Un homme, un des brancardiers à commencé à me raconter sa vie. Je
n'avais pas envie d'écouter, je n'avais pas envie qu'il me parle. Je
n'avais pas besoin de connaître sa vie à lui alors que tant
d'autres m’inquiétaient déjà et que je venais de retrouver la
mienne. Il me disait de lui dire s'il me gênait, lui dire si je le
gêne. Non, personne ne dit ça. Personne ne dit à son ambulancier
quand ille sort d'un service de réanimation en vue d'aller dans un
HP « ta gueule mec, j'en ai rien à faire ». J'ai posé
quelques questions, fais mine d'écouter. J'avais mal au crâne, le
trajet n'en finissait pas. Il me parlait de reprendre les études que
j'avais définitivement arrêté depuis novembre suite à une phobie
scolaire sévère.
« Pourquoi tu fais plus d'études ? »
« Parce que je suis
malade »
« Bah j'ai été
obèse j'ai quand même fait des études. »
« C'est bien pour
vous. »
J'ai tourné la tête de
l'autre côté, fermée autant qu'on le peut quand on est dans un
brancard à côté d'un homme chauve de 55 ans qui s'ennuie. La
discussion s'est diminuée jusqu'à ce qu'on finisse par arriver. On
m'a fait patienter plusieurs heures seule dans un accueil, un infirmier a
fini par me parler et noter en un quart d'heure quelques informations
sur moi dans un bureau. C'était un homme agréable, mais je sentais
que c'était parce que j'étais une jeune fille blonde et blanche
qu'il était aussi gentil, il l'a dit plusieurs fois après "vous n'avez pas votre place ici". Deux heures après on m'a fait rencontrer
une psychiatre accompagnée de l'infirmier à qui j'avais
précédemment parlé. Elle était rude, sévère, je me sentais
agressée et non libre, je balançais mes pensées comme je pouvais
« oui j'ai été dans plusieurs relations abusives, oui je me
suis faite violée, oui je connais pas mon père, oui j'ai coupé
contact avec le reste de ma famille, oui oui oui tout ça tout ça
oui j'ai déjà essayé de mourir il y a quelques mois oui oui ».
L'infirmier m'a gentiment
donné quelques cigarettes, j'ai pu sortir les fumer dehors, on m'a
fait voir un médecin, histoire de contrôler si tout allait bien
encore. L'infirmier m'a autorisé à prendre une douche dans une des
cellules d'enfermement. Quand il a ouvert la porte de la cellule j'ai
sentie la peur se mettre à gratter de plus belle dans mon ventre
quand elle c'était adoucie avec ces heures d'attentes. Dans la
pièce, un lit en fer visé au sol, des attaches en cuir pour les
poignets et les pieds. Rien d'autre dans cette pièce. Juste à côté
une petite salle de bain avec un lavabo des toilettes et une douche
au plafond. L'eau était froide et a vite inondé la salle de bain.
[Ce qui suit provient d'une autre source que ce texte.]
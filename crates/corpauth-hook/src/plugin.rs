//! Plugin trait and testing utilities.

use crate::{HookError, MountPoint, RequestContext};
use chrono::{DateTime, Utc};
use corpauth_types::RequestArgs;
use serde_json::Value;
use std::fmt;
use std::str::FromStr;
use std::time::Duration;

/// Severity of a [`LogEntry`].
#[derive(Debug, Clone, Copy, PartialEq, Eq, PartialOrd, Ord, Hash)]
pub enum LogLevel {
    /// Diagnostic detail, shown for `debug` requests.
    Debug,
    /// Normal request reporting.
    Info,
    /// Unexpected but handled conditions.
    Warning,
    /// Failed requests.
    Error,
    /// Failures affecting the whole service. Emitted as `tracing` errors.
    Critical,
}

impl LogLevel {
    /// Parses a level name, falling back to `Info` for unknown names.
    #[must_use]
    pub fn parse_lenient(s: &str) -> Self {
        s.parse().unwrap_or(Self::Info)
    }

    /// Lower-case name.
    #[must_use]
    pub fn as_str(&self) -> &'static str {
        match self {
            Self::Debug => "debug",
            Self::Info => "info",
            Self::Warning => "warning",
            Self::Error => "error",
            Self::Critical => "critical",
        }
    }
}

impl FromStr for LogLevel {
    type Err = String;

    fn from_str(s: &str) -> Result<Self, Self::Err> {
        match s.to_ascii_lowercase().as_str() {
            "debug" => Ok(Self::Debug),
            "info" => Ok(Self::Info),
            "warning" | "warn" => Ok(Self::Warning),
            "error" => Ok(Self::Error),
            "critical" => Ok(Self::Critical),
            other => Err(format!("unknown log level: {other}")),
        }
    }
}

impl fmt::Display for LogLevel {
    fn fmt(&self, f: &mut fmt::Formatter<'_>) -> fmt::Result {
        f.write_str(self.as_str())
    }
}

/// Payload of the `log` action mount point.
#[derive(Debug, Clone, PartialEq)]
pub struct LogEntry {
    /// Severity.
    pub level: LogLevel,
    /// Category used for filtering (e.g. `"auth"`, `"debug"`).
    pub category: String,
    /// Item name, the label of the logged value.
    pub item: String,
    /// Logged value.
    pub value: Value,
}

impl LogEntry {
    /// Creates a log entry.
    pub fn new(
        level: LogLevel,
        category: impl Into<String>,
        item: impl Into<String>,
        value: Value,
    ) -> Self {
        Self {
            level,
            category: category.into(),
            item: item.into(),
            value,
        }
    }
}

/// An extension registered with the [`Pipeline`](crate::Pipeline).
///
/// A plugin declares the mount points it implements through
/// [`mount_points`](Self::mount_points); the pipeline indexes that set at
/// registration and only ever calls the declared methods. Every method has
/// an identity (filters) or no-op (actions) default.
///
/// # Thread Safety
///
/// One instance serves every request of the process. Per-request state
/// belongs in the [`RequestContext`] scratch store.
pub trait Plugin: Send + Sync {
    /// Unique plugin name.
    fn name(&self) -> &str;

    /// Mount points this plugin implements.
    fn mount_points(&self) -> &[MountPoint];

    /// `enter` action: the request has entered the pipeline.
    fn enter(&self, _ctx: &RequestContext) {}

    /// `filter_identity_postdata` filter.
    fn filter_identity_postdata(
        &self,
        postdata: RequestArgs,
        _ctx: &RequestContext,
    ) -> Result<RequestArgs, HookError> {
        Ok(postdata)
    }

    /// `filter_protected_corpora` filter.
    ///
    /// Plugins backed by the authorization store return
    /// [`HookError::Store`] when the store is unavailable.
    fn filter_protected_corpora(
        &self,
        corpora: Vec<String>,
        _ctx: &RequestContext,
    ) -> Result<Vec<String>, HookError> {
        Ok(corpora)
    }

    /// `filter_result` filter.
    fn filter_result(&self, result: Value, _ctx: &RequestContext) -> Result<Value, HookError> {
        Ok(result)
    }

    /// `log` action.
    fn log(&self, _entry: &LogEntry, _ctx: &RequestContext) {}

    /// `exit` action: the request is leaving; scratch state is released
    /// right after all plugins have run.
    fn exit(&self, _end: DateTime<Utc>, _elapsed: Duration, _ctx: &RequestContext) {}
}

/// Test utilities for the plugin pipeline.
#[cfg(any(test, feature = "test-utils"))]
pub mod testing {
    use super::*;
    use parking_lot::Mutex;
    use std::sync::atomic::{AtomicUsize, Ordering};
    use std::sync::Arc;

    type ArgsFn = Box<dyn Fn(RequestArgs) -> Result<RequestArgs, HookError> + Send + Sync>;
    type CorporaFn = Box<dyn Fn(Vec<String>) -> Result<Vec<String>, HookError> + Send + Sync>;
    type ResultFn = Box<dyn Fn(Value) -> Result<Value, HookError> + Send + Sync>;

    /// A configurable plugin for tests.
    ///
    /// Filters default to identity. Every dispatched mount point is
    /// appended to a shared journal as `"<name>:<point>"`, so ordering
    /// across plugins can be asserted.
    pub struct MockPlugin {
        /// Plugin name.
        pub name: String,
        /// Declared mount points.
        pub points: Vec<MountPoint>,
        args_fn: ArgsFn,
        corpora_fn: CorporaFn,
        result_fn: ResultFn,
        /// Number of dispatched calls.
        pub call_count: Arc<AtomicUsize>,
        /// Shared journal of calls.
        pub journal: Arc<Mutex<Vec<String>>>,
    }

    impl MockPlugin {
        /// Creates a pass-through plugin implementing `points`.
        pub fn new(name: &str, points: &[MountPoint]) -> Self {
            Self {
                name: name.to_string(),
                points: points.to_vec(),
                args_fn: Box::new(|args: RequestArgs| Ok::<_, HookError>(args)),
                corpora_fn: Box::new(|corpora: Vec<String>| Ok::<_, HookError>(corpora)),
                result_fn: Box::new(|value: Value| Ok::<_, HookError>(value)),
                call_count: Arc::new(AtomicUsize::new(0)),
                journal: Arc::new(Mutex::new(Vec::new())),
            }
        }

        /// Creates a plugin implementing every mount point.
        pub fn all_points(name: &str) -> Self {
            Self::new(name, &MountPoint::ALL)
        }

        /// Uses `journal` instead of a private one.
        #[must_use]
        pub fn with_journal(mut self, journal: Arc<Mutex<Vec<String>>>) -> Self {
            self.journal = journal;
            self
        }

        /// Sets the `filter_identity_postdata` behavior.
        #[must_use]
        pub fn on_postdata(
            mut self,
            f: impl Fn(RequestArgs) -> Result<RequestArgs, HookError> + Send + Sync + 'static,
        ) -> Self {
            self.args_fn = Box::new(f);
            self
        }

        /// Sets the `filter_protected_corpora` behavior.
        #[must_use]
        pub fn on_corpora(
            mut self,
            f: impl Fn(Vec<String>) -> Result<Vec<String>, HookError> + Send + Sync + 'static,
        ) -> Self {
            self.corpora_fn = Box::new(f);
            self
        }

        /// Sets the `filter_result` behavior.
        #[must_use]
        pub fn on_result(
            mut self,
            f: impl Fn(Value) -> Result<Value, HookError> + Send + Sync + 'static,
        ) -> Self {
            self.result_fn = Box::new(f);
            self
        }

        /// Returns the number of dispatched calls.
        pub fn calls(&self) -> usize {
            self.call_count.load(Ordering::SeqCst)
        }

        fn record(&self, point: MountPoint) {
            self.call_count.fetch_add(1, Ordering::SeqCst);
            self.journal.lock().push(format!("{}:{}", self.name, point));
        }
    }

    impl Plugin for MockPlugin {
        fn name(&self) -> &str {
            &self.name
        }

        fn mount_points(&self) -> &[MountPoint] {
            &self.points
        }

        fn enter(&self, _ctx: &RequestContext) {
            self.record(MountPoint::Enter);
        }

        fn filter_identity_postdata(
            &self,
            postdata: RequestArgs,
            _ctx: &RequestContext,
        ) -> Result<RequestArgs, HookError> {
            self.record(MountPoint::FilterIdentityPostdata);
            (self.args_fn)(postdata)
        }

        fn filter_protected_corpora(
            &self,
            corpora: Vec<String>,
            _ctx: &RequestContext,
        ) -> Result<Vec<String>, HookError> {
            self.record(MountPoint::FilterProtectedCorpora);
            (self.corpora_fn)(corpora)
        }

        fn filter_result(&self, result: Value, _ctx: &RequestContext) -> Result<Value, HookError> {
            self.record(MountPoint::FilterResult);
            (self.result_fn)(result)
        }

        fn log(&self, _entry: &LogEntry, _ctx: &RequestContext) {
            self.record(MountPoint::Log);
        }

        fn exit(&self, _end: DateTime<Utc>, _elapsed: Duration, _ctx: &RequestContext) {
            self.record(MountPoint::Exit);
        }
    }
}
J'avais froid et je me concentrait sur cette douleur physique plutôt
que sur le reste. C'est en retirant mes vêtements que j'ai vu les
marques bleues, violettes, vertes, oranges et rouges sur mes bras.
D'énormes bleus faits par les perfusions. Et ce n'était que le
début de leur camaïeu.
Je continuerai bientôt.
Louve.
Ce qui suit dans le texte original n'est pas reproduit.